A decision striking down the law could free hundreds — if not thousands — of prison inmates, according to an appellate court that handed the case to the justices without ruling so it would get a quick resolution in Florida’s highest court.

The state is appealing a Manatee County judge’s decision that struck down the 2002 law. Circuit Judge Scott Brownell ruled it violates due process rights because it eliminated a requirement that defendants must know that a substance they possessed, manufactured or distributed was an illegal drug.

The legislation would restore that element of proof at least in trafficking cases. Sen. Ellyn Bogdanoff, R-Fort Lauderdale, and Rep. Erik Fresen, R-Miami, said they will seek passage of their bills (SB 732, HB 561) even if the high court upholds the existing law.

“But it would help if they find it unconstitutional,” Bogdanoff said.

Brownell’s decision, which dismissed charges against 42 defendants, was similar to an earlier ruling by a federal judge, which is also being appealed. If the state justices and 11th U.S. Circuit Court of Appeals in Atlanta should disagree, the issue likely will go to the U.S. Supreme Court.

The Florida justices did much of the talking during oral argument, often reducing the lawyers to little more than sound bites before the judges asked new questions.

Chief Justice Charles Canady left little doubt about his opinion of the law as he questioned Assistant Public Defender Matthew Bernstein of Bartow, who argued the law is unconstitutional.

“Isn’t the reality here that these drugs that are illicit are valuable and the people who own them don’t just go casting them about at random?” said Canady, one of the high court’s most conservative members and frequently in the minority.

Before Bernstein could answer, Canady noted the law lets defendants try to prove they didn’t know the substances they are accused of possessing were illegal and said “the scheme to me to makes a lot of sense.”

Bernstein responded that the law still has the potential of criminalizing innocent activity. He cited such examples of someone stepping on white powder and not knowing if it’s cocaine or something more innocent or obtaining pills composed mostly of legal drugs but unknowingly include a controlled substance.

Forcing defendants to testify or present evidence they didn’t know a substance was illegal violates their right to remain silent, Bernstein said.

“That turns upside down the presumption of innocence,” he argued.

Justices Peggy Quince, Jorge Labarga and James Perry echoed Bernstein’s argument in questions to Assistant Attorney General Diana K. Bock, who defended the law, while Justice Barbara Pariente was equally tough on both lawyers.

Bock said the law was passed as part of the “war on drugs” to deal with unusual circumstances.

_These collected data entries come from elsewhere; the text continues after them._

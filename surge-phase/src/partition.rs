//! Deterministic work partitioning
//!
//! Workers never coordinate: each `(worker, iteration)` pair maps to its own
//! slot in the shared input array.

use crate::error::{ExchangeError, ExchangeResult};
use std::fmt;

/// Global zero-based slot for a 1-based worker and a 0-based iteration.
///
/// For `W` workers of `iterations_per_worker` iterations each this is a
/// bijection onto `0..W * iterations_per_worker`.
pub fn wallet_index(worker_id: u32, iteration_id: u32, iterations_per_worker: u32) -> usize {
    debug_assert!(worker_id >= 1, "worker ids start at 1");
    (worker_id.saturating_sub(1) as usize) * iterations_per_worker as usize + iteration_id as usize
}

/// Who is running: passed explicitly to everything that needs it
#[derive(Debug, Clone, Copy, PartialEq, Eq)]
pub struct ExecutionContext {
    /// 1-based
    pub worker_id: u32,
    /// 0-based
    pub iteration_id: u32,
    pub iterations_per_worker: u32,
}

impl ExecutionContext {
    pub fn new(worker_id: u32, iteration_id: u32, iterations_per_worker: u32) -> Self {
        Self {
            worker_id,
            iteration_id,
            iterations_per_worker,
        }
    }

    pub fn wallet_index(&self) -> usize {
        wallet_index(self.worker_id, self.iteration_id, self.iterations_per_worker)
    }

    /// Round-robin issuer assignment, offset by worker so that concurrent
    /// workers start on different issuers
    pub fn issuer_index(&self, num_issuers: usize) -> usize {
        if num_issuers == 0 {
            return 0;
        }
        (self.worker_id as usize + self.iteration_id as usize).saturating_sub(1) % num_issuers
    }

    /// This iteration's record from a phase input
    pub fn record<'a, T>(&self, records: &'a [T]) -> ExchangeResult<&'a T> {
        let index = self.wallet_index();
        records.get(index).ok_or(ExchangeError::MissingRecord {
            index,
            available: records.len(),
        })
    }
}

impl fmt::Display for ExecutionContext {
    fn fmt(&self, f: &mut fmt::Formatter<'_>) -> fmt::Result {
        write!(f, "worker {} iteration {}", self.worker_id, self.iteration_id)
    }
}

#[cfg(test)]
mod tests {
    use super::*;
    use proptest::prelude::*;
    use std::collections::HashSet;

    #[test]
    fn test_first_slots() {
        assert_eq!(wallet_index(1, 0, 3), 0);
        assert_eq!(wallet_index(1, 2, 3), 2);
        assert_eq!(wallet_index(2, 0, 3), 3);
        assert_eq!(wallet_index(4, 1, 10), 31);
    }

    #[test]
    fn test_issuer_rotation() {
        let picks: Vec<_> = (0..4)
            .map(|i| ExecutionContext::new(1, i, 4).issuer_index(3))
            .collect();
        assert_eq!(picks, vec![0, 1, 2, 0]);

        assert_eq!(ExecutionContext::new(2, 0, 4).issuer_index(3), 1);
        assert_eq!(ExecutionContext::new(5, 7, 8).issuer_index(1), 0);
        assert_eq!(ExecutionContext::new(1, 0, 1).issuer_index(0), 0);
    }

    #[test]
    fn test_record_lookup() {
        let records = vec!["a", "b", "c", "d"];
        assert_eq!(*ExecutionContext::new(2, 1, 2).record(&records).unwrap(), "d");

        let err = ExecutionContext::new(3, 0, 2).record(&records).unwrap_err();
        assert!(matches!(
            err,
            ExchangeError::MissingRecord {
                index: 4,
                available: 4
            }
        ));
    }

    proptest! {
        #[test]
        fn test_partition_is_bijection(workers in 1u32..=50, iterations in 1u32..=50) {
            let mut seen = HashSet::new();
            for w in 1..=workers {
                for i in 0..iterations {
                    let index = wallet_index(w, i, iterations);
                    prop_assert!(index < (workers * iterations) as usize);
                    prop_assert!(seen.insert(index), "duplicate slot {}", index);
                }
            }
            prop_assert_eq!(seen.len(), (workers * iterations) as usize);
        }
    }
}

“In that war the citizens of the state have a call to duty,” Bock said. “It is their responsibility to know when they take possession of something elicit. It is their responsibility to find out.”

Bogdanoff said she wished she could have argued with Canady.

“As a lawyer, I have problems constitutionally with forcing a party to prove their innocence versus the state proving guilt,” she said. “We’re shifting that burden to potentially an innocent person, which I believe is against everything our constitution stands for.”